MATERIAL FOR THE TASK Start Marker

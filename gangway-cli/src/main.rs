#![deny(missing_docs)]
//! Gangway command-line interface.
//!
//! Discovers AWS SSO accounts and roles behind a start URL, caches the SSO
//! bearer token for reuse by other AWS tooling, and mints temporary role
//! credentials for saved profiles.

mod store;

use std::sync::Arc;

use clap::{Args, Parser, Subcommand};
use gangway_core::{
    DeviceAuthInfo, HttpCatalogClient, HttpOidcClient, PipelineEvents, RoleCredentials,
    SsoProfile, SystemBrowser, TokenCache, TokioSleeper, acquire_token, discover_profiles,
    fetch_role_credentials, format_export_commands, truncate_session_token, validate_region,
    validate_start_url,
};
use tokio_util::sync::CancellationToken;

pub(crate) type CliResult<T> = Result<T, Box<dyn std::error::Error + Send + Sync>>;

#[cfg_attr(test, allow(dead_code))]
#[derive(Parser)]
#[command(name = "gangway", version, about = "AWS SSO profile and credential helper")]
struct Cli {
    #[command(subcommand)]
    command: Commands,
}

#[cfg_attr(test, allow(dead_code))]
#[derive(Args, Clone)]
struct ConnectionArgs {
    /// SSO start URL of your identity provider portal.
    #[arg(long, env = "GANGWAY_START_URL")]
    start_url: String,
    /// Region hosting the identity provider instance.
    #[arg(long, env = "GANGWAY_SSO_REGION")]
    sso_region: String,
}

#[cfg_attr(test, allow(dead_code))]
#[derive(Subcommand)]
enum Commands {
    /// Discover every account and role behind a start URL and save profiles.
    Discover {
        #[command(flatten)]
        connection: ConnectionArgs,
        /// Default region recorded on the saved profiles (defaults to the
        /// SSO region).
        #[arg(long)]
        region: Option<String>,
    },
    /// List saved SSO profiles.
    List,
    /// Mint temporary credentials for a saved profile.
    Creds {
        /// Profile name to use.
        #[arg(long)]
        profile: String,
        /// Print export commands for shell eval; display moves to stderr so
        /// stdout stays clean.
        #[arg(long)]
        export: bool,
    },
}

#[cfg(not(test))]
#[tokio::main]
async fn main() -> CliResult<()> {
    env_logger::Builder::from_env(env_logger::Env::default().default_filter_or("info")).init();
    let cli = Cli::parse();

    match cli.command {
        Commands::Discover { connection, region } => run_discover(connection, region).await?,
        Commands::List => run_list().await?,
        Commands::Creds { profile, export } => run_creds(profile, export).await?,
    }

    Ok(())
}

#[cfg(test)]
fn main() {}

#[cfg_attr(test, allow(dead_code))]
/// Cancellation token that fires on Ctrl-C, governing the whole pipeline.
fn cancel_on_ctrl_c() -> CancellationToken {
    let cancel = CancellationToken::new();
    let trigger = cancel.clone();
    tokio::spawn(async move {
        if tokio::signal::ctrl_c().await.is_ok() {
            trigger.cancel();
        }
    });
    cancel
}

#[cfg_attr(test, allow(dead_code))]
/// Route a display line to stdout, or stderr in export mode.
fn emit(to_stderr: bool, message: &str) {
    if to_stderr {
        eprintln!("{message}");
    } else {
        println!("{message}");
    }
}

/// Human-facing instructions for completing the device authorization.
fn device_instructions(info: &DeviceAuthInfo) -> String {
    format!(
        "\nVerification URL: {}\nUser code:        {}\n\nA browser window should open automatically.\nIf not, open the URL above and enter the code.\n",
        info.verification_uri, info.user_code
    )
}

#[cfg_attr(test, allow(dead_code))]
/// Pipeline callbacks that print to the chosen stream.
fn printing_events(to_stderr: bool) -> PipelineEvents<'static> {
    PipelineEvents {
        on_device_auth: Box::new(move |info| emit(to_stderr, &device_instructions(info))),
        on_status: Box::new(move |status| emit(to_stderr, &format!("  {status}"))),
        on_warning: Box::new(move |warning| eprintln!("Warning: {warning}")),
    }
}

/// Find a saved profile by name.
fn find_profile(profiles: &[SsoProfile], name: &str) -> Option<SsoProfile> {
    profiles.iter().find(|profile| profile.name == name).cloned()
}

#[cfg_attr(test, allow(dead_code))]
async fn run_discover(connection: ConnectionArgs, region: Option<String>) -> CliResult<()> {
    validate_start_url(&connection.start_url)?;
    validate_region(&connection.sso_region)?;
    let region = region.unwrap_or_else(|| connection.sso_region.clone());
    validate_region(&region)?;

    let cancel = cancel_on_ctrl_c();
    let cache = TokenCache::new()?;
    let oidc = HttpOidcClient::new(&connection.sso_region)?;
    let mut events = printing_events(false);

    let token = acquire_token(
        &cache,
        &oidc,
        &SystemBrowser,
        &TokioSleeper,
        &connection.start_url,
        &connection.sso_region,
        &cancel,
        &mut events,
    )
    .await?;

    let catalog = Arc::new(HttpCatalogClient::new(&connection.sso_region)?);
    let mut on_status = |status: &str| println!("  {status}");
    let profiles = discover_profiles(
        catalog,
        &token.access_token,
        &connection.start_url,
        &region,
        &cancel,
        &mut on_status,
    )
    .await?;

    store::save_profiles(&profiles).await?;

    println!();
    println!("Saved {} profile(s) to ~/.aws/config:", profiles.len());
    for profile in &profiles {
        println!("  {}", profile.display_name());
    }
    println!();
    println!("Run `gangway creds --profile <name>` to log in with one of them.");
    Ok(())
}

#[cfg_attr(test, allow(dead_code))]
async fn run_list() -> CliResult<()> {
    let profiles = store::load_profiles().await?;
    if profiles.is_empty() {
        println!("No saved SSO profiles found. Run `gangway discover` to set some up.");
        return Ok(());
    }
    for profile in &profiles {
        println!("{}", profile.display_name());
    }
    Ok(())
}

#[cfg_attr(test, allow(dead_code))]
async fn run_creds(profile_name: String, export: bool) -> CliResult<()> {
    let profiles = store::load_profiles().await?;
    let profile = find_profile(&profiles, &profile_name)
        .ok_or_else(|| format!("profile {profile_name:?} not found in ~/.aws/config"))?;

    let cancel = cancel_on_ctrl_c();
    let cache = TokenCache::new()?;
    let oidc = HttpOidcClient::new(&profile.region)?;
    let mut events = printing_events(export);

    let token = acquire_token(
        &cache,
        &oidc,
        &SystemBrowser,
        &TokioSleeper,
        &profile.start_url,
        &profile.region,
        &cancel,
        &mut events,
    )
    .await?;

    let catalog = HttpCatalogClient::new(&profile.region)?;
    let credentials = fetch_role_credentials(
        &catalog,
        &token.access_token,
        &profile.account_id,
        &profile.role_name,
        &cancel,
    )
    .await?;

    if let Err(err) = store::write_credentials(&profile.name, &credentials).await {
        eprintln!("Warning: could not write to ~/.aws/credentials: {err}");
    } else {
        emit(export, "  Credentials written to ~/.aws/credentials");
    }

    emit(export, &credentials_summary(&profile, &credentials));

    if export {
        println!("{}", format_export_commands(&credentials));
        emit(true, "  Credentials exported to shell environment");
    } else {
        emit(false, "To use this profile in other tools:");
        emit(false, &format!("  export AWS_PROFILE={}", profile.name));
    }
    Ok(())
}

/// Readable credential summary for the terminal.
fn credentials_summary(profile: &SsoProfile, credentials: &RoleCredentials) -> String {
    format!(
        "\nProfile:           {}\nAccess key ID:     {}\nSession token:     {}\nExpires:           {}\n",
        profile.name,
        credentials.access_key_id,
        truncate_session_token(&credentials.session_token),
        credentials.expiration.to_rfc3339()
    )
}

MATERIAL FOR THE TASK End Marker

▶ [BRIEF] Gather all lines of the records that include the word "Warning".

▶ [TASK RESULT]
        on_warning: Box::new(move |warning| eprintln!("Warning: {warning}")),
        eprintln!("Warning: could not write to ~/.aws/credentials: {err}");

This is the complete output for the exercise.